Federal Court of Appeal

Date : 20111118

Dossier : A-450-09

Référence : 2011 CAF 317

 

CORAM :      LE JUGE EVANS

                        LE JUGE PELLETIER

                        LA JUGE LAYDEN-STEVENSON

 

ENTRE :

ALMA POITRAS, LEO DESNOMIE,

LAMBERT STONECHILD,

INEZ DIETER, GLORIA DIETER,

ELAINE PINAY, ELWOOD OSCAR PINAY,

DELMA POITRAS, FREDA EVELYN DESNOMIE,

GREGORY BRASS, AVEN ROSS,

EVELYN POITRAS, MARTINE DESNOMIE,

HOWARD DESNOMIE, ENOCH POITRAS

ET GERALD DESNOMIE

appelants

et

CHEF BEVERLY BELLEGARDE

intimée

 

Audience tenue à Regina (Saskatchewan), le 14 novembre 2011

Jugement prononcé à Ottawa (Ontario), le 18 novembre 2011

 

MOTIFS DU JUGEMENT :                                                        LA JUGE Layden-Stevenson

Y ONT SOUSCRIT :                                                                                              LE JUGE EVANS

LE JUGE PELLETIER

 

 


Cour d’appel fédérale

 

Federal Court of Appeal

Date : 20111118

Dossier : A-450-09

Référence : 2011 CAF 317

 

CORAM :      LE JUGE EVANS

                        LE JUGE PELLETIER

                        LA JUGE LAYDEN-STEVENSON

 

ENTRE :

ALMA POITRAS, LEO DESNOMIE,

LAMBERT STONECHILD,

INEZ DIETER, GLORIA DIETER,

ELAINE PINAY, ELWOOD OSCAR PINAY,

DELMA POITRAS, FREDA EVELYN DESNOMIE,

GREGORY BRASS, AVEN ROSS,

EVELYN POITRAS, MARTINE DESNOMIE,

HOWARD DESNOMIE, ENOCH POITRAS

ET GERALD DESNOMIE

appelants

et

CHEF BEVERLY BELLEGARDE

intimée

 

 

MOTIFS DU JUGEMENT

LA JUGE LAYDEN-STEVENSON

 

[1]               L’intimée a demandé le contrôle judiciaire de décisions la destituant de ses fonctions de chef de la Première nation de Peepeekisis (la Première nation) et lui interdisant d’occuper une charge élective pendant 10 ans. Le juge Zinn, de la Cour fédérale (le juge) a accueilli la demande et, par jugement en date du 30 septembre 2009, il a ordonné, notamment, qu’elle soit rétablie dans ses fonctions de chef. Le jugement est publié sous la référence 2009 CF 968, et c’est contre lui que les appelants se pourvoient.
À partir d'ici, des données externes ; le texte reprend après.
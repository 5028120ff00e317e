//! # Case Progress Evaluator
//!
//! Derives per-step display state and the completion percentage from a
//! case's steps, current-step pointer and status.
//!
//! ## Rules
//!
//! Per step, first match wins:
//!
//! | Condition | State |
//! |-----------|-------|
//! | `step_number < current_step` or status is `Completed` | `Completed` |
//! | `step_number == current_step` | `Current` |
//! | otherwise | `Upcoming` |
//!
//! A `Completed` status wins even when the pointer is stale. A `Cancelled`
//! status does not touch step states; it only changes the badge.
//!
//! Percentage is 100 for completed cases, otherwise
//! `round((current_step - 1) * 100 / total_steps)` rounded half up.

use crate::primitives::{FIRST_STEP, MAX_STEPS, PERCENT_SCALE};
use crate::types::{CaseProgressState, CaseStatus, InvalidInput, ProcessStep, StepProgress, StepState};

/// Evaluate a case's progress.
///
/// `current_step` may range from 1 to `steps.len() + 1`; the latter means
/// every step has been passed and the case awaits its completed status.
///
/// # Errors
///
/// `InvalidInput` if `steps` is empty or too long, or `current_step` is
/// outside `1..=steps.len() + 1`. Validation runs before anything else, for
/// every status.
pub fn evaluate(
    steps: &[ProcessStep],
    current_step: u32,
    status: CaseStatus,
) -> Result<CaseProgressState, InvalidInput> {
    validate(steps, current_step)?;

    let step_states = steps
        .iter()
        .map(|step| StepProgress {
            step_number: step.step_number,
            state: step_state(step.step_number, current_step, status),
        })
        .collect();

    Ok(CaseProgressState {
        step_states,
        percent_complete: percent_complete(steps.len(), current_step, status),
    })
}

/// State of one step given the case pointer and status.
#[must_use]
pub fn step_state(step_number: u32, current_step: u32, status: CaseStatus) -> StepState {
    if status == CaseStatus::Completed || step_number < current_step {
        StepState::Completed
    } else if step_number == current_step {
        StepState::Current
    } else {
        StepState::Upcoming
    }
}

/// Completion percentage.
///
/// Expects validated input (`total_steps > 0`, `current_step >= 1`); for
/// anything else it saturates instead of dividing by zero.
#[must_use]
pub fn percent_complete(total_steps: usize, current_step: u32, status: CaseStatus) -> u8 {
    if status == CaseStatus::Completed {
        return PERCENT_SCALE as u8;
    }
    if total_steps == 0 {
        return 0;
    }

    let passed = u64::from(current_step.saturating_sub(FIRST_STEP));
    let total = total_steps as u64;

    // round(passed * 100 / total), half up, integer only
    let scaled = passed.saturating_mul(2 * u64::from(PERCENT_SCALE));
    let rounded = scaled.saturating_add(total) / (2 * total);

    rounded.min(u64::from(PERCENT_SCALE)) as u8
}

fn validate(steps: &[ProcessStep], current_step: u32) -> Result<(), InvalidInput> {
    if steps.is_empty() {
        return Err(InvalidInput::EmptySteps);
    }
    if steps.len() > MAX_STEPS {
        return Err(InvalidInput::TooManySteps(steps.len()));
    }
    if current_step < FIRST_STEP {
        return Err(InvalidInput::NonPositiveStep(i64::from(current_step)));
    }
    if current_step as usize > steps.len() + 1 {
        return Err(InvalidInput::StepOutOfRange {
            current_step,
            total_steps: steps.len(),
        });
    }
    Ok(())
}

// =============================================================================
// TESTS
// =============================================================================
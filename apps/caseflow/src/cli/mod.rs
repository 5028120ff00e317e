//! # caseflow CLI Module
//!
//! ## Available Commands
//!
//! - `progress` - Show step states and completion of one case
//! - `timeline` - Show the step timeline of one case
//! - `badge` - Show the badge of a status tag
//! - `list` - Show a page of cases with their progress

mod commands;

use crate::config::Config;
use caseflow_core::CaseflowError;
use clap::{Parser, Subcommand};
use std::path::PathBuf;

pub use commands::*;

// =============================================================================
// CLI STRUCTURE
// =============================================================================

/// caseflow - case progress inspection
///
/// Reads case records exported by the service desk backend and shows how far
/// each case has progressed through its process steps.
#[derive(Parser, Debug)]
#[command(name = "caseflow")]
#[command(version, about, long_about = None)]
pub struct Cli {
    /// Enable verbose (debug) logging
    #[arg(short, long, global = true)]
    pub verbose: bool,

    /// Suppress banner output
    #[arg(short, long, global = true)]
    pub quiet: bool,

    /// Path to a caseflow.toml configuration file
    #[arg(short, long, global = true)]
    pub config: Option<PathBuf>,

    /// Output in JSON format (for programmatic access)
    #[arg(long, global = true)]
    pub json_mode: bool,

    /// Subcommand to execute
    #[command(subcommand)]
    pub command: Commands,
}

/// Available CLI commands.
#[derive(Subcommand, Debug)]
pub enum Commands {
    /// Show step states and completion percentage of a case
    Progress {
        /// Path to a case record (JSON)
        #[arg(short, long)]
        file: PathBuf,
    },

    /// Show the step timeline of a case
    Timeline {
        /// Path to a case record (JSON)
        #[arg(short, long)]
        file: PathBuf,
    },

    /// Show the label and tone of a status
    Badge {
        /// Status tag (new, in_progress, completed, cancelled)
        status: String,
    },

    /// List cases with their progress, one page at a time
    List {
        /// Path to a JSON array of case records
        #[arg(short, long)]
        file: PathBuf,

        /// Page number (1-based)
        #[arg(short, long, default_value = "1")]
        page: usize,

        /// Cases per page (defaults to the configured page size)
        #[arg(short = 's', long)]
        page_size: Option<usize>,
    },
}

// =============================================================================
// COMMAND EXECUTION
// =============================================================================

/// Execute the CLI with parsed arguments and resolved configuration.
pub fn execute(cli: Cli, config: &Config) -> Result<(), CaseflowError> {
    let json_mode = cli.json_mode;

    match cli.command {
        Commands::Progress { file } => cmd_progress(&file, json_mode),
        Commands::Timeline { file } => cmd_timeline(&file, json_mode),
        Commands::Badge { status } => cmd_badge(&status, json_mode),
        Commands::List {
            file,
            page,
            page_size,
        } => cmd_list(
            &file,
            json_mode,
            page,
            page_size.unwrap_or(config.default_page_size),
        ),
    }
}
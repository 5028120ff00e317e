//! # CLI Command Implementations
//!
//! Each command has a `render_*` function producing its output as a string
//! and a `cmd_*` wrapper that reads input files and prints.

use caseflow_core::{
    CaseProgressState, CaseRecord, CaseStatus, CaseflowError, StepState, paginate,
    primitives::MAX_PAGE_SIZE,
};
use serde::de::DeserializeOwned;
use serde_json::json;
use std::path::{Path, PathBuf};

// =============================================================================
// FILE INPUT
// =============================================================================

/// Maximum size of a case export file (50 MB).
const MAX_CASE_FILE_SIZE: u64 = 50 * 1024 * 1024;

/// Validate file size before reading.
fn validate_file_size(path: &Path, max_size: u64) -> Result<(), CaseflowError> {
    let metadata = std::fs::metadata(path)
        .map_err(|e| CaseflowError::IoError(format!("Cannot read file metadata: {}", e)))?;

    if metadata.len() > max_size {
        return Err(CaseflowError::IoError(format!(
            "File size {} bytes exceeds maximum allowed {} bytes",
            metadata.len(),
            max_size
        )));
    }
    Ok(())
}

/// Resolve the input path and make sure it is a regular file.
fn validate_file_path(path: &Path) -> Result<PathBuf, CaseflowError> {
    let canonical = path.canonicalize().map_err(|e| {
        CaseflowError::IoError(format!("Invalid file path '{}': {}", path.display(), e))
    })?;

    if !canonical.is_file() {
        return Err(CaseflowError::IoError(format!(
            "Path '{}' is not a regular file",
            path.display()
        )));
    }

    Ok(canonical)
}

fn read_json<T: DeserializeOwned>(path: &Path) -> Result<T, CaseflowError> {
    let path = validate_file_path(path)?;
    validate_file_size(&path, MAX_CASE_FILE_SIZE)?;

    let text = std::fs::read_to_string(&path)
        .map_err(|e| CaseflowError::IoError(format!("Cannot read '{}': {}", path.display(), e)))?;

    serde_json::from_str(&text).map_err(|e| {
        CaseflowError::SerializationError(format!("Invalid JSON in '{}': {}", path.display(), e))
    })
}

/// Read a single case record.
pub fn read_case_file(path: &Path) -> Result<CaseRecord, CaseflowError> {
    let record: CaseRecord = read_json(path)?;
    tracing::debug!(case_id = record.id, steps = record.steps.len(), "Loaded case");
    Ok(record)
}

/// One element of a case export.
///
/// Elements that do not have the case record shape are kept with their
/// decode error so a listing can show them next to the valid cases.
#[derive(Debug, Clone, PartialEq, Eq)]
pub enum CaseEntry {
    Record(CaseRecord),
    Malformed {
        id: Option<u64>,
        title: String,
        error: String,
    },
}

impl CaseEntry {
    /// Decode one array element.
    pub fn from_value(value: serde_json::Value) -> Self {
        let id = value.get("id").and_then(|v| v.as_u64());
        let title = value
            .get("title")
            .and_then(|v| v.as_str())
            .unwrap_or_default()
            .to_string();

        match serde_json::from_value::<CaseRecord>(value) {
            Ok(record) => CaseEntry::Record(record),
            Err(e) => CaseEntry::Malformed {
                id,
                title,
                error: format!("malformed case record: {}", e),
            },
        }
    }
}

impl From<CaseRecord> for CaseEntry {
    fn from(record: CaseRecord) -> Self {
        CaseEntry::Record(record)
    }
}

/// Read a JSON array of case records.
///
/// Only a file that is not a JSON array fails as a whole; each element is
/// decoded on its own.
pub fn read_cases_file(path: &Path) -> Result<Vec<CaseEntry>, CaseflowError> {
    let values: Vec<serde_json::Value> = read_json(path)?;
    let entries: Vec<CaseEntry> = values.into_iter().map(CaseEntry::from_value).collect();

    let malformed = entries
        .iter()
        .filter(|e| matches!(e, CaseEntry::Malformed { .. }))
        .count();
    tracing::debug!(
        count = entries.len(),
        malformed,
        "Loaded cases from {}",
        path.display()
    );
    Ok(entries)
}

fn to_pretty(value: &serde_json::Value) -> Result<String, CaseflowError> {
    serde_json::to_string_pretty(value)
        .map_err(|e| CaseflowError::SerializationError(e.to_string()))
}

fn state_marker(state: StepState) -> &'static str {
    match state {
        StepState::Completed => "[x]",
        StepState::Current => "[>]",
        StepState::Upcoming => "[ ]",
    }
}

// =============================================================================
// PROGRESS COMMAND
// =============================================================================

/// Render step states and completion of a case.
pub fn render_progress(record: &CaseRecord, json_mode: bool) -> Result<String, CaseflowError> {
    let status = record.parse_status()?;
    let progress = record.progress()?;
    let badge = status.badge();

    if json_mode {
        let output = json!({
            "id": record.id,
            "title": record.title,
            "status": status,
            "badge": badge,
            "percentComplete": progress.percent_complete,
            "currentStep": progress.current_step(),
            "stepStates": progress.step_states,
        });
        return to_pretty(&output);
    }

    let mut out = String::new();
    out.push_str(&format!("Case {}: {}\n", record.id, record.title));
    out.push_str(&format!("Status:   {}\n", badge));
    out.push_str(&format!("Progress: {}%\n", progress.percent_complete));
    out.push('\n');
    for (step, evaluated) in record.steps.iter().zip(progress.step_states.iter()) {
        out.push_str(&format!(
            "  {} {} {}\n",
            state_marker(evaluated.state),
            step.step_number,
            step.title
        ));
    }
    Ok(out)
}

/// Show step states and completion of a case.
pub fn cmd_progress(path: &Path, json_mode: bool) -> Result<(), CaseflowError> {
    let record = read_case_file(path)?;
    print!("{}", render_progress(&record, json_mode)?);
    Ok(())
}

// =============================================================================
// TIMELINE COMMAND
// =============================================================================

/// Render the step timeline of a case.
pub fn render_timeline(record: &CaseRecord, json_mode: bool) -> Result<String, CaseflowError> {
    let timeline = record.timeline()?;

    if json_mode {
        let output = json!({
            "id": record.id,
            "title": record.title,
            "summary": timeline.summary(),
            "timeline": timeline,
        });
        return to_pretty(&output);
    }

    let mut out = String::new();
    out.push_str(&format!(
        "{} - {} ({}%) {}\n",
        record.title,
        timeline.summary(),
        timeline.percent_complete,
        timeline.badge
    ));
    for entry in &timeline.entries {
        out.push_str(&format!(
            "\n{} {}. {} ({})\n",
            state_marker(entry.state),
            entry.step_number,
            entry.title,
            entry.state
        ));
        if !entry.description.is_empty() {
            out.push_str(&format!("      {}\n", entry.description));
        }
    }
    Ok(out)
}

/// Show the step timeline of a case.
pub fn cmd_timeline(path: &Path, json_mode: bool) -> Result<(), CaseflowError> {
    let record = read_case_file(path)?;
    print!("{}", render_timeline(&record, json_mode)?);
    Ok(())
}

// =============================================================================
// BADGE COMMAND
// =============================================================================

/// Render the badge of a status tag.
pub fn render_badge(tag: &str, json_mode: bool) -> Result<String, CaseflowError> {
    let status: CaseStatus = tag.parse()?;
    let badge = status.badge();

    if json_mode {
        let output = json!({
            "status": status,
            "label": badge.label,
            "tone": badge.tone,
        });
        return to_pretty(&output);
    }

    Ok(format!("{}\n", badge))
}

/// Show the badge of a status tag.
pub fn cmd_badge(tag: &str, json_mode: bool) -> Result<(), CaseflowError> {
    print!("{}", render_badge(tag, json_mode)?);
    Ok(())
}

// =============================================================================
// LIST COMMAND
// =============================================================================

/// A listed case with its evaluated progress, or the reason it has none.
struct ListRow<'a> {
    id: Option<u64>,
    title: &'a str,
    outcome: Result<(CaseStatus, CaseProgressState), String>,
}

impl<'a> ListRow<'a> {
    fn from_entry(entry: &'a CaseEntry) -> Self {
        match entry {
            CaseEntry::Record(record) => {
                let outcome = record
                    .parse_status()
                    .and_then(|status| record.progress().map(|p| (status, p)))
                    .map_err(|e| e.to_string());
                ListRow {
                    id: Some(record.id),
                    title: &record.title,
                    outcome,
                }
            }
            CaseEntry::Malformed { id, title, error } => ListRow {
                id: *id,
                title,
                outcome: Err(error.clone()),
            },
        }
    }

    fn to_json(&self) -> serde_json::Value {
        match &self.outcome {
            Ok((status, progress)) => json!({
                "id": self.id,
                "title": self.title,
                "status": status,
                "badge": status.badge(),
                "closed": status.is_closed(),
                "percentComplete": progress.percent_complete,
                "currentStep": progress.current_step(),
            }),
            Err(error) => json!({
                "id": self.id,
                "title": self.title,
                "error": error,
            }),
        }
    }

    fn to_text(&self) -> String {
        let id = self.id.map_or_else(|| "?".to_string(), |id| id.to_string());
        match &self.outcome {
            Ok((status, progress)) => format!(
                "#{:<6} {:<32} {:>3}%  {}\n",
                id,
                self.title,
                progress.percent_complete,
                status.badge()
            ),
            Err(error) => format!("#{:<6} {:<32} error: {}\n", id, self.title, error),
        }
    }
}

/// Render one page of cases.
///
/// A case that fails decoding or validation is shown with its error; the
/// rest of the page still renders.
pub fn render_list(
    entries: &[CaseEntry],
    page: usize,
    page_size: usize,
    json_mode: bool,
) -> Result<String, CaseflowError> {
    if page_size > MAX_PAGE_SIZE {
        tracing::warn!(
            "Page size {} exceeds maximum {}, clamping",
            page_size,
            MAX_PAGE_SIZE
        );
    }
    let page = paginate(entries, page, page_size);

    let rows: Vec<ListRow<'_>> = page.items.iter().map(ListRow::from_entry).collect();
    for row in &rows {
        if let Err(e) = &row.outcome {
            tracing::warn!(case_id = row.id, "Skipping progress: {}", e);
        }
    }

    if json_mode {
        let output = json!({
            "page": page.page,
            "pageSize": page.page_size,
            "total": page.total,
            "totalPages": page.total_pages,
            "nextPage": page.next_page(),
            "items": rows.iter().map(ListRow::to_json).collect::<Vec<_>>(),
        });
        return to_pretty(&output);
    }

    let mut out: String = rows.iter().map(ListRow::to_text).collect();
    out.push_str(&format!(
        "\nPage {} of {} ({} cases)\n",
        page.page, page.total_pages, page.total
    ));
    if let Some(next) = page.next_page() {
        out.push_str(&format!("Next: --page {}\n", next));
    }
    Ok(out)
}

/// Show one page of cases.
pub fn cmd_list(
    path: &Path,
    json_mode: bool,
    page: usize,
    page_size: usize,
) -> Result<(), CaseflowError> {
    let records = read_cases_file(path)?;
    print!("{}", render_list(&records, page, page_size, json_mode)?);
    Ok(())
}

// =============================================================================
// TESTS
// =============================================================================
//! # Fixed Limits
//!
//! Compile-time constants shared by the evaluator, the list store and the CLI.

/// The first valid step number. Step numbering is 1-based.
pub const FIRST_STEP: u32 = 1;

/// Scale of `percent_complete`. Percentages are integers in `0..=PERCENT_SCALE`.
pub const PERCENT_SCALE: u32 = 100;

/// Maximum number of process steps a single case may carry.
///
/// Workflows in the service desk are a handful of steps long; anything past
/// this is treated as malformed collaborator data.
pub const MAX_STEPS: usize = 1024;

// =============================================================================
// PAGINATION
// =============================================================================

/// Default number of cases per page in list views.
pub const DEFAULT_PAGE_SIZE: usize = 10;

/// Upper bound for a requested page size.
pub const MAX_PAGE_SIZE: usize = 100;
Pour les motifs exposés ci‑dessous, je rejetterais leur appel.

 

[2]               L’intimée a d’abord été élue chef lors d’une élection complémentaire tenue le 10 septembre 2005, puis réélue lors d’une élection régulière tenue le 17 décembre 2006. Son mandat a expiré le 16 décembre 2010. Elle ne s’est pas représentée aux élections. Elle soutient que l’affaire est théorique puisque la décision de la Cour ne dissipera pas la controverse entre les parties et qu’elle n’aura aucun effet concret sur leurs droits. Les appelants concèdent que l’appel est [traduction] « techniquement théorique », mais ils demandent à la Cour de l’instruire pour statuer sur les principes.

 

[3]               Je conviens avec l’intimée que l’affaire est théorique pour ce qui est de sa destitution. Toutefois, les questions relatives à l’interdiction de siéger pendant 10 ans et aux dépens accordés par le juge demeurent en litige, ce qu’a reconnu l’avocat de l’intimée à l’audience.

 

Contexte

[4]               Le contexte factuel est présenté dans les motifs du juge, et il n’y a pas lieu d’en recommencer l’exposé. Il suffit d’indiquer que le nœud du litige découle d’une divergence de vues concernant la constitution du conseil des anciens (le conseil) défini à l’article 1.3 de la Peepeekisis First Nation Customs Election Act (la Loi électorale), qui est ainsi rédigé :

[traduction] « conseil des anciens » Le groupe de personnes que la communauté reconnaît, selon la tradition, pour leur sagesse et leur savoir‑faire en raison de leur âge et de leur expérience.

 

 

La décision de la Cour fédérale

[5]               De l’avis du juge, la preuve ne permettait pas d’établir que l’un ou l’autre des deux conseils dont on se réclamait satisfaisait aux critères établis par la Loi électorale ou par la coutume. Il s’ensuit que le conseil reconnu par les appelants (qui avait pris la décision relative à la destitution et à l’interdiction) n’était pas dûment constitué (motifs du juge, par. 38 à 45). L’eût‑il même été, le juge a ensuite conclu qu’il y avait eu manquement aux règles d’équité et de justice naturelle. Trois raisons l’ont amené à cette conclusion. Premièrement, l’intimée n’avait pas été informée que la question de sa destitution serait débattue. Deuxièmement, le conseil reconnu par les appelants ayant déjà examiné et commenté cette question, la décision avait à toutes fins utiles été prise (la réunion subséquente ne pouvait corriger ce défaut puisqu’il n’y avait aucune preuve que le conseil était disposé à reconsidérer la destitution). Troisièmement, l’avis de la réunion où la destitution a été décidée n’avait pas été donné à tous les anciens (motifs du juge, par. 46-50).

 

Les erreurs alléguées

[6]               Les appelants soutiennent que le juge a erré en ne concluant pas :

1)      que l’intimée aurait dû se prévaloir de la procédure d’appel interne en matière électorale;

2)      le conseil proposé par les appelants est le conseil dûment constitué en vertu de la coutume, au sens de la Loi électorale;

3)      l’intimée n’avait pas droit au recours parce qu’elle n’était pas « sans reproche ».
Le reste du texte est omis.